Scan the entries below. Return every line that includes "super".
##### Input records #####
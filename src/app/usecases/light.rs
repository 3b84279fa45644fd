use embedded_hal_async::delay::DelayNs;

use crate::{
    config::LightConfig,
    core::{
        color::{hsv_to_rgb, rgb_to_duty, target_duty},
        fade::{FADE_STEP_MS, FLASH_HOLD_MS, FadeCurve, PulseCurve, step_count},
    },
    domain::{
        dto::StatePatch,
        entity::{Channel, DUTY_MAX, DutyCycles, LightState},
        ports::{PwmError, PwmPort},
    },
};

/// Channel groups of the boot self-test, in order
const SELF_TEST_GROUPS: [&[Channel]; 8] = [
    &[Channel::Red, Channel::Green, Channel::Blue],
    &[Channel::Red],
    &[Channel::Green],
    &[Channel::Blue],
    &[Channel::Red, Channel::Green],
    &[Channel::Green, Channel::Blue],
    &[Channel::Red, Channel::Blue],
    &[Channel::Red, Channel::Green, Channel::Blue],
];

const DEMO_REPEATS: u32 = 3;
const DEMO_STEPS: u32 = 40;

#[derive(Debug, Clone, Copy, PartialEq, Eq)]
pub enum LightError {
    /// PWM hardware failure, fatal to the node
    Hardware(PwmError),
}

impl From<PwmError> for LightError {
    fn from(err: PwmError) -> Self {
        LightError::Hardware(err)
    }
}

/// Owner of the light state and the PWM outputs.
///
/// Every state change and port access goes through `&mut self`, so a
/// frequency reconciliation can never interleave with a fade.
pub struct LightUsecases<P: PwmPort, D: DelayNs> {
    state: LightState,
    port: P,
    delay: D,
    config: LightConfig,
}

impl<P: PwmPort, D: DelayNs> LightUsecases<P, D> {
    pub fn new(port: P, delay: D, config: LightConfig) -> Self {
        Self {
            state: LightState::new(),
            port,
            delay,
            config,
        }
    }

    pub fn light_state(&self) -> &LightState {
        &self.state
    }

    pub fn port(&self) -> &P {
        &self.port
    }

    /// Merge a state patch, no output change until [`Self::apply_lights`]
    pub fn apply_patch(&mut self, patch: StatePatch<'_>) {
        self.state.apply_patch(patch);
    }

    /// Duty cycles currently driven on the outputs
    pub fn current_duty(&self) -> DutyCycles {
        DutyCycles::new(
            self.port.duty(Channel::Red),
            self.port.duty(Channel::Green),
            self.port.duty(Channel::Blue),
        )
    }

    /// Duty cycles the current state asks for
    pub fn target_duty(&self) -> DutyCycles {
        target_duty(&self.state, self.config.color_mode)
    }

    /// Bring the outputs to the current state.
    ///
    /// Reconciles the PWM frequency first, then fades from the live duty
    /// cycles to the target. Nothing is written when they already match.
    pub async fn apply_lights(&mut self) -> Result<(), LightError> {
        let to = self.target_duty();
        let from = self.current_duty();
        self.reconcile_frequency(from)?;

        if from == to {
            return Ok(());
        }
        log::debug!(
            "light: setting to R={}, G={}, B={} over {}ms",
            to.red,
            to.green,
            to.blue,
            self.state.fadetime
        );

        let fadetime = self.state.fadetime;
        if fadetime == 0 {
            return self.write_duty(to);
        }
        for duties in FadeCurve::new(from, to, fadetime) {
            self.write_duty(duties)?;
            self.delay.delay_ms(FADE_STEP_MS).await;
        }
        Ok(())
    }

    /// Restart every channel if the live frequency differs from the state.
    ///
    /// All channels are stopped before any is restarted, each with the duty
    /// cycle it had before. Returns `true` if the channels were restarted.
    pub fn reconcile_frequency(
        &mut self,
        duty: DutyCycles,
    ) -> Result<bool, LightError> {
        let frequency = self.state.frequency;
        let live = self.port.frequency(Channel::REFERENCE);
        if live == frequency {
            return Ok(false);
        }
        log::info!(
            "light: frequency {} -> {} Hz, restarting channels",
            live,
            frequency
        );
        for channel in Channel::ALL {
            self.port.deinit(channel);
        }
        for channel in Channel::ALL {
            log::debug!(
                "light: init {:?} freq={} duty={}",
                channel,
                frequency,
                duty.get(channel)
            );
            self.port.init(channel, frequency, duty.get(channel))?;
        }
        Ok(true)
    }

    /// Pulse every channel group once, then apply the state.
    ///
    /// Without a fade time each group flashes at full duty instead.
    pub async fn self_test(&mut self) -> Result<(), LightError> {
        if !self.config.self_test {
            return self.apply_lights().await;
        }
        let fadetime = self.state.fadetime;
        for group in SELF_TEST_GROUPS {
            log::debug!("light: testing {:?}", group);
            if fadetime == 0 {
                self.write_group(group, DUTY_MAX)?;
                self.delay.delay_ms(FLASH_HOLD_MS).await;
            } else {
                for duty in PulseCurve::new(step_count(fadetime)) {
                    self.write_group(group, duty)?;
                    self.delay.delay_ms(FADE_STEP_MS).await;
                }
            }
            self.write_group(group, 0)?;
        }
        self.apply_lights().await
    }

    /// Sweep the full hue wheel three times, ignoring the state.
    pub async fn demo(&mut self) -> Result<(), LightError> {
        log::info!("light: demo");
        for _ in 0..DEMO_REPEATS {
            for i in 0..DEMO_STEPS {
                let hue = f64::from(i) / f64::from(DEMO_STEPS);
                self.write_duty(rgb_to_duty(hsv_to_rgb(hue, 1.0, 1.0)))?;
                self.delay.delay_ms(FADE_STEP_MS).await;
            }
        }
        Ok(())
    }

    /// Leave the outputs untouched for a while
    pub async fn hold(&mut self, ms: u32) {
        self.delay.delay_ms(ms).await;
    }

    fn write_duty(&mut self, duty: DutyCycles) -> Result<(), LightError> {
        for channel in Channel::ALL {
            self.port.set_duty(channel, duty.get(channel))?;
        }
        Ok(())
    }

    fn write_group(
        &mut self,
        group: &[Channel],
        duty: u16,
    ) -> Result<(), LightError> {
        for channel in group {
            self.port.set_duty(*channel, duty)?;
        }
        Ok(())
    }
}
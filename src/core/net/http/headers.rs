use core::fmt::Write;

pub type StatusCode = u16;

pub(crate) fn reason_phrase(code: StatusCode) -> &'static str {
    match code {
        200 => "OK",
        400 => "Bad Request",
        401 => "Unauthorized",
        500 => "Internal Server Error",
        _ => "Unknown",
    }
}

/// HTTP protocol version of the status line.
#[derive(Debug, Clone, Copy, PartialEq, Eq)]
pub enum HttpVersion {
    Http10,
    Http11,
}

impl HttpVersion {
    pub(crate) fn as_str(self) -> &'static str {
        match self {
            HttpVersion::Http10 => "HTTP/1.0",
            HttpVersion::Http11 => "HTTP/1.1",
        }
    }
}

/// HTTP Content Type.
#[derive(Debug)]
pub enum ContentType {
    Json,
}

impl ContentType {
    /// Convert the content type to a string.
    pub(super) fn as_str(&self) -> &'static str {
        match self {
            ContentType::Json => "application/json",
        }
    }
}

/// Text Encoding.
#[derive(Debug)]
pub enum TextEncoding {
    Utf8,
}

impl TextEncoding {
    /// Convert the text encoding to a string.
    pub(crate) fn as_str(&self) -> &'static str {
        match self {
            TextEncoding::Utf8 => "utf-8",
        }
    }
}

/// HTTP socket connection policy.
#[derive(Debug)]
pub(super) enum ConnectionPolicy {
    Close,
}

impl ConnectionPolicy {
    /// Convert the connection type to a string.
    pub(super) fn as_str(&self) -> &'static str {
        match self {
            ConnectionPolicy::Close => "close",
        }
    }
}

pub(super) trait TargetWriter {
    fn write_to(&self, writer: &mut impl Write) -> Result<(), core::fmt::Error>;
}

/// HTTP Content Headers.
pub struct ContentHeaders {
    content_type: ContentType,
    content_length: Option<usize>,
    text_encoding: Option<TextEncoding>,
}

impl ContentHeaders {
    /// Create a new content headers with a content type.
    pub const fn new(content_type: ContentType) -> Self {
        Self {
            content_type,
            content_length: None,
            text_encoding: None,
        }
    }

    /// Set the content length.
    #[must_use]
    pub const fn with_length(mut self, length: usize) -> Self {
        self.content_length = Some(length);
        self
    }

    /// Set the text encoding.
    #[must_use]
    pub const fn with_text_encoding(
        mut self,
        text_encoding: TextEncoding,
    ) -> Self {
        self.text_encoding = Some(text_encoding);
        self
    }
}

impl TargetWriter for ContentHeaders {
    fn write_to(
        &self,
        writer: &mut impl Write,
    ) -> Result<(), core::fmt::Error> {
        write!(writer, "Content-Type: {}", self.content_type.as_str())?;
        if let Some(text_encoding) = &self.text_encoding {
            write!(writer, "; charset={}", text_encoding.as_str())?;
        }
        write!(writer, "\r\n")?;
        if let Some(content_length) = self.content_length {
            write!(writer, "Content-Length: {}\r\n", content_length)?;
        }
        Ok(())
    }
}

/// Response Headers.
pub struct ResponseHeaders {
    version: HttpVersion,
    status: StatusCode,
    connection: Option<ConnectionPolicy>,
    content: Option<ContentHeaders>,
}

impl ResponseHeaders {
    /// Create empty response headers with a status code.
    pub const fn from_code(code: StatusCode) -> Self {
        Self {
            version: HttpVersion::Http11,
            status: code,
            content: None,
            connection: Some(ConnectionPolicy::Close),
        }
    }

    /// Set the success status code.
    pub const fn success() -> Self {
        Self::from_code(200)
    }

    /// Bare HTTP/1.0 status line for an error response.
    pub const fn failure(code: StatusCode) -> Self {
        Self {
            version: HttpVersion::Http10,
            status: code,
            content: None,
            connection: None,
        }
    }

    /// Set the content headers.
    #[must_use]
    pub const fn with_content(mut self, content: ContentHeaders) -> Self {
        self.content = Some(content);
        self
    }
}

impl TargetWriter for ResponseHeaders {
    /// Write the response headers to a writer.
    fn write_to(
        &self,
        writer: &mut impl Write,
    ) -> Result<(), core::fmt::Error> {
        let reason = reason_phrase(self.status);
        let version = self.version.as_str();
        write!(writer, "{} {} {}\r\n", version, self.status, reason)?;
        if let Some(content) = &self.content {
            content.write_to(writer)?;
        }
        if let Some(connection) = &self.connection {
            write!(writer, "Connection: {}\r\n", connection.as_str())?;
        }
        write!(writer, "\r\n")?;
        Ok(())
    }
}

/// Parse the value of a `Content-Length` header line.
///
/// Returns `None` if the line is another header, `Some(Err(()))` if the
/// value is not a number.
pub(super) fn parse_content_length(line: &[u8]) -> Option<Result<usize, ()>> {
    const TARGET: &[u8] = b"content-length:";
    if !line.get(..TARGET.len())?.eq_ignore_ascii_case(TARGET) {
        return None;
    }
    let value = core::str::from_utf8(&line[TARGET.len()..])
        .map(str::trim)
        .map_err(|_| ());
    Some(value.and_then(|v| v.parse::<usize>().map_err(|_| ())))
}
//! Line-oriented POST request reader
//!
//! Reads the start line and headers one byte at a time so nothing past the
//! header terminator is consumed, then reads exactly `Content-Length` bytes
//! of body.

use embedded_io_async::Read;
use heapless::{String, Vec};

use super::{Error, FramingError, headers::parse_content_length};

use crate::core::text::truncated;

/// Longest accepted start or header line, carriage return included
pub const LINE_MAX_LEN: usize = 256;

/// Largest accepted request body
pub const BODY_MAX_LEN: usize = 1024;

pub const PATH_MAX_LEN: usize = 64;

/// Framed POST request
#[derive(Debug, Default)]
pub struct Request {
    pub path: String<PATH_MAX_LEN>,
    pub content_length: usize,
    pub body: Vec<u8, BODY_MAX_LEN>,
}

#[derive(Debug, Clone, Copy, PartialEq, Eq)]
enum ReaderState {
    StartLine,
    Headers,
    Body,
}

/// Incremental request framer over a byte stream
pub struct RequestReader<'a, S: Read> {
    stream: &'a mut S,
    state: ReaderState,
    line: Vec<u8, LINE_MAX_LEN>,
}

impl<'a, S: Read> RequestReader<'a, S> {
    pub fn new(stream: &'a mut S) -> Self {
        Self {
            stream,
            state: ReaderState::StartLine,
            line: Vec::new(),
        }
    }

    /// Read one full request.
    ///
    /// A stream closing during the headers yields an empty body, and a
    /// stream closing during the body yields the bytes received so far.
    pub async fn read_request(mut self) -> Result<Request, Error> {
        let mut request = Request::default();
        loop {
            match self.state {
                ReaderState::StartLine => {
                    if !self.read_line().await? {
                        return Err(FramingError::Closed.into());
                    }
                    request.path = parse_start_line(&self.line)?;
                    self.state = ReaderState::Headers;
                }
                ReaderState::Headers => {
                    if !self.read_line().await? {
                        log::debug!("http: stream closed in headers");
                        return Ok(request);
                    }
                    if self.line.is_empty() {
                        self.state = ReaderState::Body;
                    } else if let Some(length) =
                        parse_content_length(&self.line)
                    {
                        let length = length
                            .map_err(|()| FramingError::BadContentLength)?;
                        if length > BODY_MAX_LEN {
                            return Err(FramingError::BodyTooLarge.into());
                        }
                        request.content_length = length;
                    }
                }
                ReaderState::Body => {
                    self.read_body(&mut request).await?;
                    return Ok(request);
                }
            }
        }
    }

    /// Read a line into the line buffer, without its terminator.
    ///
    /// Returns `false` if the stream closed before any byte of the line.
    async fn read_line(&mut self) -> Result<bool, Error> {
        self.line.clear();
        let mut byte = [0u8; 1];
        let mut received = false;
        loop {
            let n = self.stream.read(&mut byte).await.map_err(Error::io)?;
            if n == 0 {
                return Ok(received);
            }
            received = true;
            match byte[0] {
                b'\n' => {
                    if self.line.last() == Some(&b'\r') {
                        self.line.pop();
                    }
                    return Ok(true);
                }
                b => self
                    .line
                    .push(b)
                    .map_err(|_| Error::from(FramingError::LineTooLong))?,
            }
        }
    }

    async fn read_body(&mut self, request: &mut Request) -> Result<(), Error> {
        let mut chunk = [0u8; 256];
        while request.body.len() < request.content_length {
            let left = request.content_length - request.body.len();
            let wanted = left.min(chunk.len());
            let n = self
                .stream
                .read(&mut chunk[..wanted])
                .await
                .map_err(Error::io)?;
            if n == 0 {
                log::debug!(
                    "http: body closed at {}/{} bytes",
                    request.body.len(),
                    request.content_length
                );
                break;
            }
            request
                .body
                .extend_from_slice(&chunk[..n])
                .map_err(|()| Error::from(FramingError::BodyTooLarge))?;
        }
        Ok(())
    }
}

/// Check the start line is a POST and extract the request path.
fn parse_start_line(line: &[u8]) -> Result<String<PATH_MAX_LEN>, FramingError> {
    let rest = line.strip_prefix(b"POST ").ok_or(FramingError::BadMethod)?;
    let raw_path = rest.split(|b| *b == b' ').next().unwrap_or_default();
    // Keep the valid UTF-8 prefix of the path, cut to fit
    let valid = match core::str::from_utf8(raw_path) {
        Ok(path) => path,
        Err(e) => core::str::from_utf8(&raw_path[..e.valid_up_to()])
            .unwrap_or_default(),
    };
    Ok(truncated(valid))
}
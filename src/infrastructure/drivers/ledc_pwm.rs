use esp_hal::{
    gpio::{AnyPin, DriveMode},
    ledc::{
        Ledc, LowSpeed,
        channel::{self as ledc_channel, ChannelHW as _, ChannelIFace as _},
        timer::{self as ledc_timer, TimerIFace as _},
    },
    time::Rate,
};

use crate::{
    config::PinConfig,
    domain::{
        entity::{Channel, DUTY_MAX},
        ports::{PwmError, PwmPort},
    },
};

type LedcTimer = ledc_timer::Timer<'static, LowSpeed>;
type LedcChannel = ledc_channel::Channel<'static, LowSpeed>;

/// Three LEDC low-speed channels sharing one 10-bit timer.
///
/// A channel is "live" while it holds a configured LEDC channel. The
/// timer is only reconfigured when no channel is live.
pub struct LedcPwmPort {
    ledc: &'static Ledc<'static>,
    timer: *mut LedcTimer,
    timer_frequency: u32,
    pins: [u8; 3],
    channels: [Option<LedcChannel>; 3],
    duty: [u16; 3],
}

impl LedcPwmPort {
    /// Start all channels dark at the given frequency.
    ///
    /// The timer must not be used by anything else.
    pub fn new(
        ledc: &'static Ledc<'static>,
        timer: &'static mut LedcTimer,
        pins: PinConfig,
        frequency: u32,
    ) -> Result<Self, PwmError> {
        let mut port = Self {
            ledc,
            timer: timer as *mut LedcTimer,
            timer_frequency: 0,
            pins: [pins.red, pins.green, pins.blue],
            channels: [None, None, None],
            duty: [0; 3],
        };
        for channel in Channel::ALL {
            port.init(channel, frequency, 0)?;
        }
        Ok(port)
    }

    fn configure_timer(&mut self, frequency: u32) -> Result<(), PwmError> {
        if frequency == 0 {
            return Err(PwmError::InvalidFrequency(frequency));
        }
        if self.channels.iter().any(Option::is_some) {
            log::error!("ledc: timer change with live channels");
            return Err(PwmError::Driver);
        }
        // SAFETY: no channel holds a reference to the timer at this point
        let timer = unsafe { &mut *self.timer };
        timer
            .configure(ledc_timer::config::Config {
                duty: ledc_timer::config::Duty::Duty10Bit,
                clock_source: ledc_timer::LSClockSource::APBClk,
                frequency: Rate::from_hz(frequency),
            })
            .map_err(|_e| {
                log::error!(
                    "ledc: timer config for {} Hz failed: {:?}",
                    frequency,
                    _e
                );
                PwmError::InvalidFrequency(frequency)
            })?;
        self.timer_frequency = frequency;
        Ok(())
    }
}

const fn slot(channel: Channel) -> usize {
    match channel {
        Channel::Red => 0,
        Channel::Green => 1,
        Channel::Blue => 2,
    }
}

const fn channel_number(channel: Channel) -> ledc_channel::Number {
    match channel {
        Channel::Red => ledc_channel::Number::Channel0,
        Channel::Green => ledc_channel::Number::Channel1,
        Channel::Blue => ledc_channel::Number::Channel2,
    }
}

impl PwmPort for LedcPwmPort {
    fn duty(&self, channel: Channel) -> u16 {
        self.duty[slot(channel)]
    }

    fn set_duty(
        &mut self,
        channel: Channel,
        duty: u16,
    ) -> Result<(), PwmError> {
        let duty = duty.min(DUTY_MAX);
        let Some(output) = &self.channels[slot(channel)] else {
            return Err(PwmError::Driver);
        };
        output.set_duty_hw(u32::from(duty));
        self.duty[slot(channel)] = duty;
        Ok(())
    }

    fn frequency(&self, channel: Channel) -> u32 {
        if self.channels[slot(channel)].is_some() {
            self.timer_frequency
        } else {
            0
        }
    }

    fn deinit(&mut self, channel: Channel) {
        if let Some(output) = self.channels[slot(channel)].take() {
            output.set_duty_hw(0);
        }
        self.duty[slot(channel)] = 0;
    }

    fn init(
        &mut self,
        channel: Channel,
        frequency: u32,
        duty: u16,
    ) -> Result<(), PwmError> {
        self.deinit(channel);
        if self.timer_frequency != frequency {
            self.configure_timer(frequency)?;
        }

        // SAFETY: the port owns the pin, the previous channel on it is dropped
        let pin = unsafe { AnyPin::steal(self.pins[slot(channel)]) };
        let mut output =
            self.ledc.channel::<LowSpeed>(channel_number(channel), pin);
        // SAFETY: the timer lives for the whole program and is only mutated
        // while no channel exists
        let timer = unsafe { &*self.timer };
        output
            .configure(ledc_channel::config::Config {
                timer,
                duty_pct: 0,
                drive_mode: DriveMode::PushPull,
            })
            .map_err(|_e| {
                log::error!(
                    "ledc: channel {:?} config failed: {:?}",
                    channel,
                    _e
                );
                PwmError::Driver
            })?;

        let duty = duty.min(DUTY_MAX);
        output.set_duty_hw(u32::from(duty));
        self.channels[slot(channel)] = Some(output);
        self.duty[slot(channel)] = duty;
        Ok(())
    }
}
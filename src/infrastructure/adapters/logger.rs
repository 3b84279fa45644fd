//! Console logger with optional syslog forwarding.
//!
//! Every record goes to the serial console. When a syslog collector is
//! configured, a formatted copy is queued for the syslog task; records are
//! dropped rather than blocking when the queue is full.

use embassy_sync::{
    blocking_mutex::raw::CriticalSectionRawMutex,
    channel::{Channel, Receiver},
};
use esp_println::println;
use log::{LevelFilter, Log, Metadata, Record};

use crate::{
    config::SYSLOG,
    core::net::syslog::{SyslogLine, format_line},
};

const SYSLOG_QUEUE_DEPTH: usize = 8;

type SyslogQueue =
    Channel<CriticalSectionRawMutex, SyslogLine, SYSLOG_QUEUE_DEPTH>;

static SYSLOG_QUEUE: SyslogQueue = Channel::new();

static LOGGER: NodeLogger = NodeLogger {
    forward: SYSLOG.host.is_some(),
};

struct NodeLogger {
    forward: bool,
}

impl Log for NodeLogger {
    fn enabled(&self, metadata: &Metadata<'_>) -> bool {
        metadata.level() <= log::max_level()
    }

    fn log(&self, record: &Record<'_>) {
        if !self.enabled(record.metadata()) {
            return;
        }
        println!("{} - {}", record.level(), record.args());
        if self.forward {
            let line = format_line(
                record.level(),
                SYSLOG.id,
                SYSLOG.tag,
                *record.args(),
            );
            let _ = SYSLOG_QUEUE.try_send(line);
        }
    }

    fn flush(&self) {}
}

/// Install the node logger. Later calls are ignored.
pub fn init_logger(level: LevelFilter) {
    if log::set_logger(&LOGGER).is_ok() {
        log::set_max_level(level);
    }
}

/// Queue of formatted lines waiting for the syslog task
pub fn syslog_receiver()
-> Receiver<'static, CriticalSectionRawMutex, SyslogLine, SYSLOG_QUEUE_DEPTH> {
    SYSLOG_QUEUE.receiver()
}
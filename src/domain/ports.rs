use crate::domain::entity::Channel;

/// PWM hardware failure
#[derive(Debug, Clone, Copy, PartialEq, Eq)]
pub enum PwmError {
    /// The timer can not produce the requested frequency
    InvalidFrequency(u32),
    /// The driver rejected the channel configuration
    Driver,
}

/// Three-channel PWM output.
///
/// All channels share one live frequency, so a frequency change is only
/// done through a full deinit/init of every channel.
pub trait PwmPort {
    /// Current duty cycle of a channel
    fn duty(&self, channel: Channel) -> u16;

    /// Set the duty cycle of a channel (0-1023)
    fn set_duty(&mut self, channel: Channel, duty: u16) -> Result<(), PwmError>;

    /// Live frequency of a channel in Hz
    fn frequency(&self, channel: Channel) -> u32;

    /// Stop a channel output
    fn deinit(&mut self, channel: Channel);

    /// Start a channel at the given frequency and duty cycle
    fn init(
        &mut self,
        channel: Channel,
        frequency: u32,
        duty: u16,
    ) -> Result<(), PwmError>;
}

/// Hardware reset
pub trait SystemReset {
    /// Reboot the node. Implementations on real hardware never return.
    fn reset(&mut self);
}
#![no_std]
#![no_main]

use embassy_executor::Spawner;
use embassy_time::{Delay, Duration, Timer};

use esp_alloc as _;
use esp_backtrace as _;
use esp_hal::{
    clock::CpuClock,
    ledc::{LSGlobalClkSource, Ledc, LowSpeed, timer},
    timer::timg::TimerGroup,
};
use log::LevelFilter;

use rgb_pwm_node::app::LightUsecases;
use rgb_pwm_node::config::{self, RESET_DELAY_MS};
use rgb_pwm_node::controllers::LightHttpController;
use rgb_pwm_node::domain::entity::LightState;
use rgb_pwm_node::domain::ports::SystemReset as _;
use rgb_pwm_node::infrastructure::adapters::init_logger;
use rgb_pwm_node::infrastructure::drivers::{
    EspReset, LedcPwmPort, start_wifi_sta,
};
use rgb_pwm_node::infrastructure::tasks::{
    LightController, http_server_task, syslog_task,
};
use rgb_pwm_node::mk_static;

esp_bootloader_esp_idf::esp_app_desc!();

const LOG_LEVEL: LevelFilter = if cfg!(debug_assertions) {
    LevelFilter::Debug
} else {
    LevelFilter::Info
};

#[esp_rtos::main]
async fn main(spawner: Spawner) -> ! {
    init_logger(LOG_LEVEL);

    // Initialize hardware
    let hal_config = esp_hal::Config::default().with_cpu_clock(CpuClock::max());
    let peripherals = esp_hal::init(hal_config);

    // Allocate heap memory for the radio
    esp_alloc::heap_allocator!(
        #[unsafe(link_section = ".dram2_uninit")] size: 64 * 1024
    );

    // Start rtos
    let timg0 = TimerGroup::new(peripherals.TIMG0);
    esp_rtos::start(timg0.timer0);

    // PWM outputs, dark until the self-test
    let mut ledc = Ledc::new(peripherals.LEDC);
    ledc.set_global_slow_clock(LSGlobalClkSource::APBClk);
    let ledc: &'static Ledc<'static> = mk_static!(Ledc<'static>, ledc);
    let pwm_timer = ledc.timer::<LowSpeed>(timer::Number::Timer0);
    let pwm_timer = mk_static!(timer::Timer<'static, LowSpeed>, pwm_timer);
    let frequency = LightState::new().frequency;
    let port = LedcPwmPort::new(ledc, pwm_timer, config::PINS, frequency);
    let port = match port {
        Ok(port) => port,
        Err(e) => halt("PWM init failed", e).await,
    };

    let mut light = LightUsecases::new(port, Delay, config::LIGHT);
    if let Err(e) = light.self_test().await {
        halt("self-test failed", e).await;
    }

    let controller = mk_static!(
        LightController,
        LightHttpController::new(light, EspReset, config::CONTROL)
    );

    let (stack, ip) = match start_wifi_sta(spawner, peripherals.WIFI).await {
        Ok(network) => network,
        Err(e) => halt("network start failed", e).await,
    };
    log::info!("network: got address {}", ip.address);

    spawner.spawn(syslog_task(stack)).ok();
    spawner.spawn(http_server_task(stack, controller)).ok();

    loop {
        Timer::after(Duration::from_secs(5)).await;
    }
}

/// Log a fatal boot error and reboot
async fn halt(what: &str, error: impl core::fmt::Debug) -> ! {
    log::error!("boot: {}: {:?}", what, error);
    Timer::after(Duration::from_millis(u64::from(RESET_DELAY_MS))).await;
    EspReset.reset();
    loop {
        Timer::after(Duration::from_secs(1)).await;
    }
}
#####
### Problem solution
    pub(super) fn as_str(&self) -> &'static str {
pub(super) enum ConnectionPolicy {
    pub(super) fn as_str(&self) -> &'static str {
pub(super) trait TargetWriter {
pub(super) fn parse_content_length(line: &[u8]) -> Option<Result<usize, ()>> {
use super::{Error, FramingError, headers::parse_content_length};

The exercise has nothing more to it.